NPR calls the backlash over not wanting to eat bugs a 'conspiracy'

The idea of eating bugs has, once again, found its way back into the news. NPR recently released a piece that suggested the pushback against eating bugs is founded on a baseless conspiracy theory that elites want the population to consume bugs. However, the evidence seems to suggest that elites do, in fact, want the population to consume the likes of grasshoppers and fly larvae.

"Including insects in human food has been an emerging," NPR wrote, "but still marginal, idea among climate scientists and food security experts. In countries where insects have not been a part of the diet, it's an idea that has long been met with hesitancy and occasional ridicule.

"In recent years, however," they considered, "this aversion has fused with an amorphous and shapeshifting conspiracy theory in which a shadowy global elite conspires to control the world's population. For those who espouse the theory, eating bugs isn't just a matter of disgust, or questioning the impacts of climate change. It's framed as a matter of individual freedom and government control."

Though bug-eating is not a new development, world leaders have certainly encouraged the notion that those in the West ought to consider consuming bugs. President Joe Biden and Canadian Prime Minister Justin Trudeau suggested that there would be food shortages in early 2022, following Russia’s invasion of Ukraine. 

Call it a coincidence, but just two months later, it was reported that primary school children in Wales were possibly going to be fed crickets and mealworms, as a scientist suggested that this would set the tone for an eco-friendly living environment. It was just a few days after this report that the Toronto Sun suggested that consuming crickets could effectively combat food shortages.

In late June 2022, Aspire Food Group had announced that it had set out to produce 9,000 metric tonnes of crickets every year for “human and pet consumption,” which would amount to two billion crickets. Just one month after Aspire Food Group mentioned their cricket goals, food company Actually Foods had listed “organic cricket flour” as one of its primary ingredients.

It is not difficult to see how Biden and Trudeau’s mention of food shortages appear to have ignited serious efforts to introduce bugs as a leading dietary element. There is nothing about this series of events that suggests conspiracy, but rather just plain facts. It is also important to consider that bug-eating has not been a grassroots effort, kicked off by small-town companies attempting to do good in their community. Bug consumption has been embraced and pushed by the largest organizations in the world, including the World Economic Forum (WEF). 

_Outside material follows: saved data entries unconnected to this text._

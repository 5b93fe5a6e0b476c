//! Tests for run identifiers, unit test names, layout and saved files.
mod common;
use common::*;
use mockgen::error::{RunIdError, UnitTestError};
use mockgen::unit_test::*;
use serde_json::json;
use std::fs;
use std::path::Path;

#[test]
fn test_run_id_accepts_bare_and_path_forms() {
    assert_eq!(
        extract_and_validate_run_id(Some("08584737551867954143243946780CU57")).unwrap(),
        "08584737551867954143243946780CU57"
    );
    assert_eq!(
        extract_and_validate_run_id(Some("/workflows/Orders/runs/08585ABC123 ")).unwrap(),
        "08585ABC123"
    );
    assert_eq!(
        extract_and_validate_run_id(Some("  ABC123  ")).unwrap(),
        "ABC123"
    );
}

#[test]
fn test_run_id_failures() {
    assert_eq!(extract_and_validate_run_id(None), Err(RunIdError::Missing));
    assert_eq!(extract_and_validate_run_id(Some("")), Err(RunIdError::Missing));
    assert_eq!(
        extract_and_validate_run_id(Some("   ")),
        Err(RunIdError::InvalidFormat(String::new()))
    );
    assert!(matches!(
        extract_and_validate_run_id(Some("08585abc")),
        Err(RunIdError::InvalidFormat(_))
    ));
    assert!(matches!(
        extract_and_validate_run_id(Some("/workflows/Orders/runs/")),
        Err(RunIdError::InvalidFormat(_))
    ));
    assert!(matches!(
        extract_and_validate_run_id(Some("ABC-123")),
        Err(RunIdError::InvalidFormat(_))
    ));
    assert!(
        RunIdError::Missing
            .to_string()
            .contains("Run ID is required")
    );
}

#[test]
fn test_unit_test_paths_layout() {
    let paths = UnitTestPaths::new(Path::new("/work/OrdersApp"), "Orders", Some("Smoke"));
    assert_eq!(paths.tests_directory, Path::new("/work/Tests"));
    assert_eq!(paths.logic_app_name, "OrdersApp");
    assert_eq!(paths.logic_app_folder, Path::new("/work/Tests/OrdersApp"));
    assert_eq!(paths.workflow_folder, Path::new("/work/Tests/OrdersApp/Orders"));
    assert_eq!(
        paths.unit_test_folder.as_deref(),
        Some(Path::new("/work/Tests/OrdersApp/Orders/Smoke"))
    );
    assert_eq!(
        paths.unit_test_file("Smoke"),
        Path::new("/work/Tests/OrdersApp/Orders/Smoke.unit-test.json")
    );
    assert_eq!(
        paths.mock_outputs_folder(),
        Path::new("/work/Tests/OrdersApp/Orders/MockOutputs")
    );
}

#[test]
fn test_unit_test_name_format() {
    assert!(validate_unit_test_name_format("Smoke_test-1").is_ok());
    assert!(validate_unit_test_name_format("smoke").is_ok());
    assert_eq!(validate_unit_test_name_format(""), Err(UnitTestError::EmptyName));
    for bad in ["1smoke", "_smoke", "smoke test", "smoke.test", "smöke"] {
        assert_eq!(
            validate_unit_test_name_format(bad),
            Err(UnitTestError::InvalidName(bad.to_string())),
            "'{}' should be rejected",
            bad
        );
    }
}

#[test]
fn test_save_then_reject_existing_name() {
    let dir = tempfile::tempdir().unwrap();
    let paths = UnitTestPaths::new(&dir.path().join("OrdersApp"), "Orders", None);

    assert!(validate_unit_test_name(&paths, "Smoke").is_ok());
    let saved = save_unit_test_definition(&paths, "Smoke", &orders_definition()).unwrap();
    assert_eq!(saved, paths.unit_test_file("Smoke"));

    let text = fs::read_to_string(&saved).unwrap();
    assert!(text.starts_with("{\n    \"operationInfo\""));
    let reloaded = mockgen::operation::UnitTestDefinition::from_json(&text).unwrap();
    assert_eq!(reloaded, orders_definition());

    assert_eq!(
        validate_unit_test_name(&paths, "Smoke"),
        Err(UnitTestError::AlreadyExists("Smoke".to_string()))
    );
}

#[test]
fn test_discover_unit_tests() {
    let dir = tempfile::tempdir().unwrap();
    let root = dir.path();
    for (workflow, name) in [("Orders", "Smoke"), ("Billing", "Refund"), ("Orders", "Edge")] {
        let folder = root.join("OrdersApp").join(workflow);
        fs::create_dir_all(&folder).unwrap();
        fs::write(folder.join(format!("{}.unit-test.json", name)), "{}").unwrap();
    }
    fs::write(root.join("OrdersApp").join("notes.json"), "{}").unwrap();

    let found = discover_unit_tests(root);
    let sep = std::path::MAIN_SEPARATOR;
    let labels: Vec<_> = found.iter().map(|(label, _)| label.clone()).collect();
    assert_eq!(
        labels,
        vec![
            format!("OrdersApp{}Billing - Refund", sep),
            format!("OrdersApp{}Orders - Edge", sep),
            format!("OrdersApp{}Orders - Smoke", sep),
        ]
    );
    assert!(found[0].1.ends_with("Refund.unit-test.json"));

    assert!(discover_unit_tests(&root.join("missing")).is_empty());
}

#[test]
fn test_unit_test_results() {
    let dir = tempfile::tempdir().unwrap();
    fs::write(dir.path().join("Smoke.20240101.json"), json!({ "isSuccessful": false }).to_string()).unwrap();
    fs::write(dir.path().join("Smoke.20240301.json"), json!({ "isSuccessful": true }).to_string()).unwrap();
    fs::write(dir.path().join("Edge.20240201.json"), json!({ "isSuccessful": true }).to_string()).unwrap();

    let (label, data) = latest_unit_test_result(dir.path()).unwrap();
    assert_eq!(label, "Smoke");
    assert_eq!(data["isSuccessful"], json!(true));

    let all = list_unit_test_results(dir.path()).unwrap();
    let labels: Vec<_> = all.iter().map(|(l, _)| l.as_str()).collect();
    assert_eq!(labels, vec!["Edge", "Smoke", "Smoke"]);

    let empty = tempfile::tempdir().unwrap();
    assert!(matches!(
        latest_unit_test_result(empty.path()),
        Err(UnitTestError::NoResults(_))
    ));
}

#[test]
fn test_unit_test_name_from_path() {
    assert_eq!(unit_test_name_from_path(Path::new("/a/b/Smoke.unit-test.json")), "Smoke");
    assert_eq!(unit_test_name_from_path(Path::new("Plain")), "Plain");
}

const TEST_CLASS_TEMPLATE: &str = r#"namespace <%= LogicAppName %>.Tests
{
    /// <summary>
    /// The unit test class <see cref="<%= UnitTestName %>" /> for <%= WorkflowName %> in <%= LogicAppName %>.
    /// </summary>
    public class <%= UnitTestName %>
    {
        public <%= UnitTestName %>()
        {
            this.TestExecutor = new TestExecutor("<%= LogicAppName %>/<%= WorkflowName %>");
        }

        public async Task <%= WorkflowName %>_<%= UnitTestName %>_ExecuteWorkflow()
        {
            var definition = "<%= UnitTestName %>.unit-test.json";
        }
    }
}"#;

fn scaffold_templates() -> ScaffoldTemplates {
    ScaffoldTemplates {
        csproj: "<Project><Name><%= logicAppName %></Name></Project>".to_string(),
        test_class: TEST_CLASS_TEMPLATE.to_string(),
        nuget_config: "<configuration />".to_string(),
    }
}

#[test]
fn test_render_test_class_sanitizes_code_positions_only() {
    let rendered = render_test_class(TEST_CLASS_TEMPLATE, "smoke-run", "order-flow", "orders-app");
    let expected = r#"namespace orders_app.Tests
{
    /// <summary>
    /// The unit test class <see cref="smoke_run" /> for order-flow in orders-app.
    /// </summary>
    public class smoke_run
    {
        public smoke_run()
        {
            this.TestExecutor = new TestExecutor("orders-app/order-flow");
        }

        public async Task order_flow_smoke_run_ExecuteWorkflow()
        {
            var definition = "smoke-run.unit-test.json";
        }
    }
}"#;
    pretty_assertions::assert_eq!(rendered, expected);
}

#[test]
fn test_scaffold_creates_project_files_once() {
    let dir = tempfile::tempdir().unwrap();
    let paths = UnitTestPaths::new(&dir.path().join("orders-app"), "order-flow", Some("smoke-run"));
    let templates = scaffold_templates();

    let written = scaffold_unit_test(&paths, "order-flow", "smoke-run", &templates).unwrap();
    let csproj = paths.logic_app_folder.join("orders-app.csproj");
    let nuget = paths.tests_directory.join(NUGET_CONFIG_FILE_NAME);
    let test_class = paths
        .workflow_folder
        .join("smoke-run")
        .join("smoke-run.cs");
    assert_eq!(written, vec![csproj.clone(), nuget.clone(), test_class.clone()]);
    assert_eq!(
        fs::read_to_string(&csproj).unwrap(),
        "<Project><Name>orders-app</Name></Project>"
    );
    assert_eq!(fs::read_to_string(&nuget).unwrap(), "<configuration />");
    assert!(fs::read_to_string(&test_class).unwrap().contains("public class smoke_run"));

    // An existing project file is left alone; nuget.config is rewritten.
    fs::write(&csproj, "customized").unwrap();
    fs::write(&nuget, "stale").unwrap();
    let second = UnitTestPaths::new(&dir.path().join("orders-app"), "order-flow", None);
    let written = scaffold_unit_test(&second, "order-flow", "edge", &templates).unwrap();
    assert_eq!(
        written,
        vec![nuget.clone(), second.workflow_folder.join("edge").join("edge.cs")]
    );
    assert_eq!(fs::read_to_string(&csproj).unwrap(), "customized");
    assert_eq!(fs::read_to_string(&nuget).unwrap(), "<configuration />");
}

#[test]
fn test_scaffold_templates_from_dir() {
    let dir = tempfile::tempdir().unwrap();
    fs::write(dir.path().join(CSPROJ_TEMPLATE_FILE), "csproj").unwrap();
    fs::write(dir.path().join(TEST_CLASS_TEMPLATE_FILE), "class").unwrap();
    assert!(matches!(
        ScaffoldTemplates::from_dir(dir.path()),
        Err(UnitTestError::Io { .. })
    ));

    fs::write(dir.path().join(NUGET_CONFIG_TEMPLATE_FILE), "nuget").unwrap();
    let templates = ScaffoldTemplates::from_dir(dir.path()).unwrap();
    assert_eq!(templates.csproj, "csproj");
    assert_eq!(templates.test_class, "class");
    assert_eq!(templates.nuget_config, "nuget");
}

However, our so-called food shortages have only been one of the many justifications for introducing bugs into food. Another common justification of those in the bug-eating industry is how superior bugs are in protein compared to what we currently eat. The Vancouver Sun published a piece in 2016 that covered how Enterra intended to “replace unsustainable fish meal and soy as sources of protein and fat with bugs grown on waste food.” The piece also mentioned that bugs would be a hard sell to “hikers and snowboarders.”

CNN reported that the average American, in the not-too-distant future, would maybe “toast bread with cricket flour, drink a protein smoothie made from locust powder, and eat scrambled eggs (made extra-creamy with the fat from mopane caterpillars) with a side of mealworm bacon.” 

The piece continued by noting that this hypothetical meal would provide “four times the iron, more than three times the protein and more key vitamins and minerals than the bread, smoothie, eggs and bacon you eat today - all while saving the planet.”

What better way to solidify the fact that bug-eating is being pushed by elites than the World Economic Forum suggesting in 2021, in the midst of the COVID-19 pandemic, that everyone should embrace the eating of bugs, as the global population increases, apparently leaving few other alternatives than consuming bugs.

But for NPR, the anti-bug-eating sentiment is basically just racist. They link not wanting to eat bugs with colonialist sentiments.

"There was very much an idea that you are what you eat back then. And so the Europeans felt they needed European foods," Julie Lesnik, an associate professor of biological anthropology at Wayne State University in Detroit told NPR. "There is very much a worry that if you ate the Indigenous foods, you would become a savage."

"Conservative media influencers continue to tap into this sentiment today," NPR declared, before writing that "Lesnik sees a throughline between the early colonizers and the conservative outrage today."

"The easiest punching bag ... is to pick on something that looks uncivilized," Lesnik said.

But of course it could just be that people just don't want to eat bugs.